Nel corso della storia sono stati tantissimi gli intellettuali, filosofi, pensatori e scrittori che si sono occupati del rapporto uomo-animale in senso anti-antropocentrico.
Questi si sono posti nettamente in contro tendenza con la cultura dominante che in ogni epoca e in quasi tutte le civiltà e società ha visto gli animali come mere entità da assoggettare alla volontà umana per i più svariati scopi.
È con i filosofi dell'antichità greca che abbiamo le prime riflessioni sui diritti animali e la violenza contro di essi; sui motivi biologici ed etici per cui l'uomo non debba cibarsi di loro e quindi sul vegetarianesimo. Filosofi come Pitagora, Eraclito, Empedocle, i quali, possono essere considerati dei precursori del movimento antispecista che si è consolidato nel tempo e ha trovato forte dignità filosofica e un ampio seguito pratico nella seconda metà del 900 con il filosofo Peter Singer e il suo saggio 'Liberazione Animale', divenuto un testo imprescindibile per il movimento antispecista di tutto il mondo.

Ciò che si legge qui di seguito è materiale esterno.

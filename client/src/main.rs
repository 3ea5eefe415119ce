use clap::Parser;
use client::network::Client;
use log::info;
use shared::udp::UdpDriver;
use shared::Command;
use std::time::Duration;

#[derive(Parser, Debug)]
#[command(author, version, about, long_about = None)]
struct Args {
    /// Server address to connect to
    #[arg(short, long, default_value = "127.0.0.1:9000")]
    server: String,

    /// Tick rate (updates per second)
    #[arg(short, long, default_value = "30")]
    tick_rate: u32,

    /// Seconds between keep-alive commands
    #[arg(short, long, default_value = "5")]
    keep_alive: u64,

    /// Text message to send once after connecting
    #[arg(short, long)]
    message: Option<String>,
}

#[tokio::main]
async fn main() -> Result<(), Box<dyn std::error::Error>> {
    env_logger::init();

    if std::env::var("RUST_LOG").is_err() {
        eprintln!("Set RUST_LOG=info for detailed logging");
    }

    let args = Args::parse();
    let server_addr = args.server.parse()?;

    info!("Connecting to: {}", args.server);

    let mut client = Client::new(
        UdpDriver::new(),
        Duration::from_secs(args.keep_alive),
    );
    client.start();
    client.connect(server_addr)?;

    let mut ticker = tokio::time::interval(Duration::from_secs_f64(1.0 / args.tick_rate as f64));
    let mut greeted = false;
    let mut was_connected = false;

    loop {
        tokio::select! {
            _ = ticker.tick() => {
                client.tick();

                if client.is_connected() {
                    was_connected = true;
                    if !greeted {
                        greeted = true;
                        if let Some(message) = &args.message {
                            client.send_to_server(Command::CustomMessage(message.clone()));
                        }
                    }
                } else if was_connected {
                    info!("Connection closed, exiting");
                    break;
                }
            }
            _ = tokio::signal::ctrl_c() => {
                info!("Received Ctrl+C, disconnecting");
                client.disconnect();
                break;
            }
        }
    }

    Ok(())
}
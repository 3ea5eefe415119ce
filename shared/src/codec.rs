//! Wire codec for the flat frame layout: a 4-byte little-endian kind tag
//! followed by the kind-specific payload. One frame corresponds to exactly
//! one transport datagram, so the frame length bounds the payload and text
//! messages need no explicit length prefix.

use std::fmt;
use std::str::Utf8Error;

use crate::command::{Command, CommandKind, Vec3};
use crate::MAX_FRAME_SIZE;

const TAG_SIZE: usize = 4;
const VEC3_SIZE: usize = 12;

/// Encoding failure. Oversized payloads are a caller error and are rejected
/// before any I/O happens.
#[derive(Debug, Clone, PartialEq, Eq)]
pub enum EncodeError {
    FrameTooLarge { len: usize, max: usize },
}

impl fmt::Display for EncodeError {
    fn fmt(&self, f: &mut fmt::Formatter<'_>) -> fmt::Result {
        match self {
            EncodeError::FrameTooLarge { len, max } => {
                write!(f, "encoded frame would be {} bytes, maximum is {}", len, max)
            }
        }
    }
}

impl std::error::Error for EncodeError {}

/// Decoding failure for a frame whose tag was recognized but whose payload
/// does not fit the kind. Unknown tags are not errors (see [`decode`]).
#[derive(Debug, Clone, PartialEq, Eq)]
pub enum DecodeError {
    Truncated { len: usize },
    InvalidText(Utf8Error),
}

impl fmt::Display for DecodeError {
    fn fmt(&self, f: &mut fmt::Formatter<'_>) -> fmt::Result {
        match self {
            DecodeError::Truncated { len } => {
                write!(f, "frame of {} bytes is too short for its kind", len)
            }
            DecodeError::InvalidText(e) => write!(f, "message payload is not UTF-8: {}", e),
        }
    }
}

impl std::error::Error for DecodeError {}

/// Serializes a command into a wire frame.
pub fn encode(command: &Command) -> Result<Vec<u8>, EncodeError> {
    let mut frame = Vec::with_capacity(TAG_SIZE + VEC3_SIZE);
    frame.extend_from_slice(&command.kind().tag().to_le_bytes());

    match command {
        Command::KeepAlive => {}
        Command::CustomMessage(text) => {
            let len = TAG_SIZE + text.len();
            if len > MAX_FRAME_SIZE {
                return Err(EncodeError::FrameTooLarge {
                    len,
                    max: MAX_FRAME_SIZE,
                });
            }
            frame.extend_from_slice(text.as_bytes());
        }
        Command::Position(v) | Command::Orientation(v) => {
            frame.extend_from_slice(&v.x.to_le_bytes());
            frame.extend_from_slice(&v.y.to_le_bytes());
            frame.extend_from_slice(&v.z.to_le_bytes());
        }
    }

    Ok(frame)
}

/// Deserializes a wire frame.
///
/// `Ok(None)` means the tag was not recognized; the caller is expected to
/// drop the frame silently to tolerate protocol version skew. A keep-alive
/// decodes to its unit payload regardless of trailing bytes.
pub fn decode(frame: &[u8]) -> Result<Option<Command>, DecodeError> {
    if frame.len() < TAG_SIZE {
        return Err(DecodeError::Truncated { len: frame.len() });
    }

    let mut tag_bytes = [0u8; TAG_SIZE];
    tag_bytes.copy_from_slice(&frame[..TAG_SIZE]);
    let tag = u32::from_le_bytes(tag_bytes);
    let payload = &frame[TAG_SIZE..];

    let command = match CommandKind::from_tag(tag) {
        None => return Ok(None),
        Some(CommandKind::KeepAlive) => Command::KeepAlive,
        Some(CommandKind::CustomMessage) => {
            let text = std::str::from_utf8(payload).map_err(DecodeError::InvalidText)?;
            Command::CustomMessage(text.to_owned())
        }
        Some(CommandKind::Position) => Command::Position(read_vec3(frame.len(), payload)?),
        Some(CommandKind::Orientation) => Command::Orientation(read_vec3(frame.len(), payload)?),
    };

    Ok(Some(command))
}

fn read_vec3(frame_len: usize, payload: &[u8]) -> Result<Vec3, DecodeError> {
    if payload.len() < VEC3_SIZE {
        return Err(DecodeError::Truncated { len: frame_len });
    }

    let mut components = [0.0f32; 3];
    for (i, component) in components.iter_mut().enumerate() {
        let mut bytes = [0u8; 4];
        bytes.copy_from_slice(&payload[i * 4..i * 4 + 4]);
        *component = f32::from_le_bytes(bytes);
    }

    Ok(Vec3::new(components[0], components[1], components[2]))
}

L'antispecismo è il movimento filosofico, culturale e politico antitetico allo specismo. Quest'ultimo, basandosi su una concezione antropocentrica, è un pensiero che sostiene l'indiscussa superiorità della specie umana su tutte le altre specie non-umane. Il termine venne coniato dallo psicologo inglese Richard Ryder nel 1970 e in seguito venne delineato da Peter Singer che lo definì "Un pregiudizio o atteggiamento di prevenzione a favore degli interessi dei membri della propria specie e a sfavore di quelli dei membri di altre specie"[1]. Gli oppositori dello specismo pongono il loro nemico sulla stessa linea del razzismo, del sessismo e di tutte le forme di discriminazione. Sempre Singer ebbe a scrivere: "Il razzista viola il principio di eguaglianza attribuendo maggior peso agli interessi dei membri della sua razza qualora si verifichi un conflitto tra gli interessi di questi ultimi e quelli dei membri di un'altra razza. Il sessista viola il principio di eguaglianza favorendo gli interessi del proprio sesso. Analogamente, lo specista permette che gli interessi della sua specie prevalgano su interessi superiori dei membri di altre specie. Lo schema è lo stesso in ciascun caso"[1].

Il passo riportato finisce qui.